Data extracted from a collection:

§ §

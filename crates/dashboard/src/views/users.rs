//! Admin user management.

use binwatch_api::admin::{AdminUser, CreateUserRequest, Page, UserQuery};
use binwatch_api::{ApiClient, ApiError};
use binwatch_core::validation::{validate_new_user, NewUserForm};

use crate::error::ViewError;

pub const DEFAULT_PAGE_SIZE: u32 = 20;

pub struct UserManager {
    api: ApiClient,
    query: UserQuery,
    page: Option<Page<AdminUser>>,
    error: Option<ViewError>,
}

impl UserManager {
    pub fn new(api: ApiClient) -> Self {
        Self {
            api,
            query: UserQuery {
                page: Some(0),
                size: Some(DEFAULT_PAGE_SIZE),
                ..Default::default()
            },
            page: None,
            error: None,
        }
    }

    pub fn query(&self) -> &UserQuery {
        &self.query
    }

    pub fn users(&self) -> &[AdminUser] {
        self.page
            .as_ref()
            .map(|p| p.content.as_slice())
            .unwrap_or_default()
    }

    pub fn page(&self) -> Option<&Page<AdminUser>> {
        self.page.as_ref()
    }

    pub fn error(&self) -> Option<&ViewError> {
        self.error.as_ref()
    }

    pub fn dismiss_error(&mut self) {
        self.error = None;
    }

    /// Fetch the page described by the current query.
    pub async fn load(&mut self) -> Result<(), ViewError> {
        let result = self.api.admin().list(&self.query).await;
        let page = self.check(result, "Failed to load users")?;
        tracing::debug!(total = page.total_elements, page = page.current_page, "Users loaded");
        self.page = Some(page);
        self.error = None;
        Ok(())
    }

    /// Filter by a search term, starting again from the first page.
    pub async fn search(&mut self, term: &str) -> Result<(), ViewError> {
        let term = term.trim();
        self.query.search = (!term.is_empty()).then(|| term.to_string());
        self.query.page = Some(0);
        self.load().await
    }

    /// Show only active (`Some(true)`), inactive, or all users.
    pub async fn filter_active(&mut self, is_active: Option<bool>) -> Result<(), ViewError> {
        self.query.is_active = is_active;
        self.query.page = Some(0);
        self.load().await
    }

    /// Advance one page. Returns `false` when already on the last page.
    pub async fn next_page(&mut self) -> Result<bool, ViewError> {
        match &self.page {
            Some(page) if page.has_next() => {
                self.query.page = Some(page.current_page + 1);
                self.load().await.map(|()| true)
            }
            _ => Ok(false),
        }
    }

    /// Go back one page. Returns `false` when already on the first page.
    pub async fn previous_page(&mut self) -> Result<bool, ViewError> {
        match self.query.page {
            Some(current) if current > 0 => {
                self.query.page = Some(current - 1);
                self.load().await.map(|()| true)
            }
            _ => Ok(false),
        }
    }

    /// Validate, create, then reload the current page.
    pub async fn create(&mut self, form: &NewUserForm) -> Result<AdminUser, ViewError> {
        if let Err(e) = validate_new_user(form) {
            let err = ViewError::from(e);
            self.error = Some(err.clone());
            return Err(err);
        }
        let request = CreateUserRequest {
            username: form.username.trim().to_string(),
            email: form.email.trim().to_string(),
            password: form.password.clone().filter(|p| !p.is_empty()),
            ..Default::default()
        };
        let result = self.api.admin().create(&request).await;
        let user = self.check(result, "Failed to create user")?;
        tracing::info!(username = %user.username, "User created");
        self.load().await?;
        Ok(user)
    }

    /// Flip a user's active flag.
    pub async fn toggle_status(&mut self, id: &str) -> Result<bool, ViewError> {
        let current = self
            .users()
            .iter()
            .find(|u| u.id == id)
            .map(|u| u.is_active)
            .ok_or_else(|| ViewError::Validation(format!("Unknown user {id}")))?;
        let result = self.api.admin().update_status(id, !current).await;
        self.check(result, "Failed to update user status")?;
        if let Some(user) = self
            .page
            .as_mut()
            .and_then(|p| p.content.iter_mut().find(|u| u.id == id))
        {
            user.is_active = !current;
        }
        Ok(!current)
    }

    pub async fn delete(&mut self, id: &str) -> Result<(), ViewError> {
        let result = self.api.admin().delete(id).await;
        self.check(result, "Failed to delete user")?;
        self.load().await
    }

    fn check<T>(&mut self, result: Result<T, ApiError>, fallback: &str) -> Result<T, ViewError> {
        result.map_err(|e| {
            let err = ViewError::from_api(&e, fallback);
            tracing::warn!(error = %e, "User action failed");
            self.error = Some(err.clone());
            err
        })
    }
}
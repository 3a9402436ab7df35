use itertools::Itertools;
use std::collections::BTreeMap;

use crate::policy::policy::NumericPolicy;

/// What the solution set of an augmented system looks like.
///
/// Row and variable indices are 0-based; variable `i` is `x{i+1}` in text.
#[derive(Debug, Clone, PartialEq)]
#[cfg_attr(feature = "serde", derive(serde::Serialize))]
pub enum SolutionDescriptor<T> {
    /// A reduced row reads `0 = constant` with a nonzero constant.
    Inconsistent { row_index: usize, constant: T },
    /// Consistent, with these columns free.
    Infinite { free_variable_indices: Vec<usize> },
    /// Exactly one value per variable.
    Unique { assignments: BTreeMap<usize, T> },
}

impl<T> SolutionDescriptor<T> {
    pub fn is_consistent(&self) -> bool {
        !matches!(self, SolutionDescriptor::Inconsistent { .. })
    }

    pub fn kind(&self) -> &'static str {
        match self {
            SolutionDescriptor::Inconsistent { .. } => "inconsistent",
            SolutionDescriptor::Infinite { .. } => "infinite",
            SolutionDescriptor::Unique { .. } => "unique",
        }
    }

    /// Verdict text for display, values rendered by `policy`.
    pub fn explain<P: NumericPolicy<Scalar = T>>(&self, policy: &P) -> String {
        match self {
            SolutionDescriptor::Inconsistent {
                row_index,
                constant,
            } => format!(
                "No solution.\nInconsistent row {}: 0 = {}",
                row_index + 1,
                policy.format(constant)
            ),
            SolutionDescriptor::Infinite {
                free_variable_indices,
            } => format!(
                "Infinitely many solutions.\nFree variables: {}",
                free_variable_indices
                    .iter()
                    .map(|i| format!("x{}", i + 1))
                    .join(", ")
            ),
            SolutionDescriptor::Unique { assignments } => {
                let lines = assignments
                    .iter()
                    .map(|(i, value)| format!("x{} = {}", i + 1, policy.format(value)));
                std::iter::once("Unique solution.".to_string())
                    .chain(lines)
                    .join("\n")
            }
        }
    }
}

// --------------------------------------------------
//                      TESTS
// --------------------------------------------------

§ §

PROBLEM DESCRIPTION: Lines that include the word "Returns" — how many are there in the data? Answer with the number alone.

WRITTEN REPLY: 2